▶ _Brief_:
Return all lines of the data in which the string "prompt" occurs.

▶ _Records for the task_:
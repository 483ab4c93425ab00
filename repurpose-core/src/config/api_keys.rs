//! API key retrieval from environment variables, .env files and configuration.
//!
//! Environment variables win over configuration values so keys can stay out of
//! `repurpose.toml`.

use crate::config::constants::env_vars;
use anyhow::Result;
use std::env;

/// Where to look for the Gemini API key
#[derive(Debug, Clone)]
pub struct ApiKeySources {
    /// Primary environment variable name
    pub gemini_env: String,
    /// Key from the configuration file
    pub gemini_config: Option<String>,
}

impl Default for ApiKeySources {
    fn default() -> Self {
        Self {
            gemini_env: env_vars::GEMINI_API_KEY.to_string(),
            gemini_config: None,
        }
    }
}

impl ApiKeySources {
    pub fn from_generation_config(config: &crate::config::GenerationConfig) -> Self {
        Self {
            gemini_env: config.api_key_env.clone(),
            gemini_config: config.api_key.clone(),
        }
    }
}

/// Load environment variables from a `.env` file in the current directory.
///
/// A missing file is not an error.
pub fn load_dotenv() -> Result<()> {
    match dotenvy::dotenv() {
        Ok(path) => {
            tracing::debug!(path = %path.display(), "loaded environment variables");
            Ok(())
        }
        Err(dotenvy::Error::Io(e)) if e.kind() == std::io::ErrorKind::NotFound => Ok(()),
        Err(e) => {
            tracing::warn!("Failed to load .env file: {e}");
            Ok(())
        }
    }
}

/// Get the Gemini API key.
///
/// Checks the configured environment variable, then `GOOGLE_API_KEY`, then the
/// configuration value.
pub fn get_gemini_api_key(sources: &ApiKeySources) -> Result<String> {
    for var in [sources.gemini_env.as_str(), env_vars::GOOGLE_API_KEY] {
        if let Ok(key) = env::var(var) {
            if !key.trim().is_empty() {
                return Ok(key.trim().to_string());
            }
        }
    }

    if let Some(key) = &sources.gemini_config {
        if !key.trim().is_empty() {
            return Ok(key.trim().to_string());
        }
    }

    Err(anyhow::anyhow!(
        "No API key found for Gemini. Set {} or {} (or add it to a .env file) or configure generation.api_key in repurpose.toml",
        sources.gemini_env,
        env_vars::GOOGLE_API_KEY
    ))
}

/// The `GEMINI_MODEL` override, if set and non-empty
pub fn model_override() -> Option<String> {
    env::var(env_vars::GEMINI_MODEL)
        .ok()
        .map(|value| value.trim().to_string())
        .filter(|value| !value.is_empty())
}
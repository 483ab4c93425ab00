//! # repurpose - Document to social post generator
//!
//! `repurpose` turns long-form writing into LinkedIn, Instagram and YouTube
//! copy. A document is split into paragraph-aligned segments, each segment is
//! expanded into a (platform, tone) prompt, and Gemini generates one post per
//! prompt with automatic fallback across models.
//!
//! ## Highlights
//!
//! - **Command line**: `generate`, `segment`, `templates`, `models`, `ask`,
//!   `history`, `serve` and `init` subcommands with progress bars on stderr.
//! - **HTTP API**: an `axum` server exposing generation, question answering
//!   and saved-post history as JSON.
//! - **Config-driven behavior**: segment sizing, model preferences, storage
//!   and template overrides all live in `repurpose.toml`.
//!
//! ## Quickstart
//!
//! ```bash
//! export GEMINI_API_KEY="your-key"
//!
//! # Repurpose a document for two platforms
//! repurpose generate --file article.pdf --tone Professional -p LinkedIn -p YouTube
//!
//! # Preview segment boundaries without calling the model
//! repurpose segment --file article.md --min-words 150
//!
//! # Serve the JSON API
//! repurpose serve --port 8000
//! ```
//!
//! The pipeline itself lives in [`repurpose_core`].

pub mod cli;
pub mod server;
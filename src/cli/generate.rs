use super::args::GenerateArgs;
use super::input::read_input;
use anyhow::{Context, Result};
use console::style;
use is_terminal::IsTerminal;
use repurpose_core::llm::error_display::is_placeholder;
use repurpose_core::ui::ProgressDisplay;
use repurpose_core::{GenerateRequest, GenerateResponse, RepurposeService};
use std::io;

/// Handle the generate command
pub async fn handle_generate_command(service: &RepurposeService, args: GenerateArgs) -> Result<()> {
    let input = read_input(&args.input, service.settings().max_words)?;

    let request = GenerateRequest {
        text: Some(input.text),
        segments: None,
        tone: args.tone,
        platforms: args.platforms,
        project_title: args.title,
        save: args.save,
        user_id: args.user_id,
    };

    let progress = if io::stderr().is_terminal() && !args.json {
        ProgressDisplay::new("Generating")
    } else {
        ProgressDisplay::hidden()
    };

    let result = service.handle_generate(&request, &progress).await;
    match &result {
        Ok(_) => progress.finish_and_clear(),
        Err(_) => progress.abandon_with_message("Generation failed"),
    }
    let response = result.context("Generation failed")?;

    if args.json {
        let json = serde_json::to_string_pretty(&response)
            .context("Failed to serialize generation response")?;
        println!("{json}");
        return Ok(());
    }

    render_response(&response, request.save);
    Ok(())
}

fn render_response(response: &GenerateResponse, save_requested: bool) {
    if let Some(message) = &response.message {
        println!("{} {message}", style("!").yellow().bold());
        return;
    }

    println!(
        "{} {} segment(s), tone {}",
        style("Repurposed").green().bold(),
        response.segment_count,
        style(&response.tone).cyan()
    );

    for (platform, copy) in &response.outputs {
        println!();
        println!("{}", style(format!("## {platform}")).blue().bold());
        if copy.is_empty() {
            println!("{}", style("(no content generated)").dim());
        } else {
            println!("{copy}");
        }
    }

    let failed: Vec<&str> = response
        .outputs
        .iter()
        .filter(|(_, copy)| copy.split("\n\n").any(is_placeholder))
        .map(|(platform, _)| platform.as_str())
        .collect();
    if !failed.is_empty() {
        eprintln!(
            "\n{} Some requests failed for: {}",
            style("!").yellow().bold(),
            failed.join(", ")
        );
    }

    if save_requested {
        if response.saved {
            eprintln!("{} Posts saved", style("✓").green().bold());
        } else {
            eprintln!(
                "{} Posts were not saved; see the log for details",
                style("!").yellow().bold()
            );
        }
    }
}
use crate::config::constants::{defaults, env_vars, models, urls};
use indexmap::IndexSet;
use serde::{Deserialize, Serialize};
use std::time::Duration;

/// Generative backend settings
#[derive(Debug, Clone, Deserialize, Serialize)]
pub struct GenerationConfig {
    /// Explicit model preference, tried before everything else
    #[serde(default, skip_serializing_if = "Option::is_none")]
    pub model: Option<String>,

    /// Ordered static preference list
    #[serde(default = "default_preferred_models")]
    pub preferred_models: Vec<String>,

    /// Query the backend for models supporting generateContent and append them
    #[serde(default = "default_true")]
    pub discover_models: bool,

    /// Environment variable holding the API key
    #[serde(default = "default_api_key_env")]
    pub api_key_env: String,

    /// API key fallback when no environment variable is set
    #[serde(default, skip_serializing_if = "Option::is_none")]
    pub api_key: Option<String>,

    /// Backend base URL
    #[serde(default = "default_base_url")]
    pub base_url: String,

    /// Upper bound for one generation call
    #[serde(default = "default_request_timeout")]
    pub request_timeout_secs: u64,

    #[serde(default = "default_connect_timeout")]
    pub connect_timeout_secs: u64,

    /// Number of generation calls kept in flight; 1 keeps the batch strictly sequential
    #[serde(default = "default_max_concurrency")]
    pub max_concurrency: usize,
}

impl Default for GenerationConfig {
    fn default() -> Self {
        Self {
            model: None,
            preferred_models: default_preferred_models(),
            discover_models: default_true(),
            api_key_env: default_api_key_env(),
            api_key: None,
            base_url: default_base_url(),
            request_timeout_secs: default_request_timeout(),
            connect_timeout_secs: default_connect_timeout(),
            max_concurrency: default_max_concurrency(),
        }
    }
}

impl GenerationConfig {
    pub fn request_timeout(&self) -> Duration {
        Duration::from_secs(self.request_timeout_secs.max(1))
    }

    pub fn connect_timeout(&self) -> Duration {
        Duration::from_secs(self.connect_timeout_secs.max(1))
    }

    /// Static preference order: configured model, then `GEMINI_MODEL`, then the preferred list.
    ///
    /// Duplicates are removed keeping the first occurrence.
    pub fn static_preferences(&self, env_model: Option<&str>) -> Vec<String> {
        let explicit = self
            .model
            .as_deref()
            .or(env_model)
            .map(str::trim)
            .filter(|name| !name.is_empty());

        explicit
            .into_iter()
            .chain(self.preferred_models.iter().map(String::as_str))
            .map(str::trim)
            .filter(|name| !name.is_empty())
            .map(str::to_string)
            .collect::<IndexSet<String>>()
            .into_iter()
            .collect()
    }
}

fn default_true() -> bool {
    true
}

fn default_preferred_models() -> Vec<String> {
    models::google::PREFERRED_MODELS
        .iter()
        .map(|name| name.to_string())
        .collect()
}

fn default_api_key_env() -> String {
    env_vars::GEMINI_API_KEY.to_string()
}

fn default_base_url() -> String {
    urls::GEMINI_API_BASE.to_string()
}

fn default_request_timeout() -> u64 {
    defaults::REQUEST_TIMEOUT_SECS
}

fn default_connect_timeout() -> u64 {
    defaults::CONNECT_TIMEOUT_SECS
}

fn default_max_concurrency() -> usize {
    defaults::MAX_CONCURRENCY
}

▶ _Answer section_:
//! expanded into a (platform, tone) prompt, and Gemini generates one post per
//! prompt with automatic fallback across models.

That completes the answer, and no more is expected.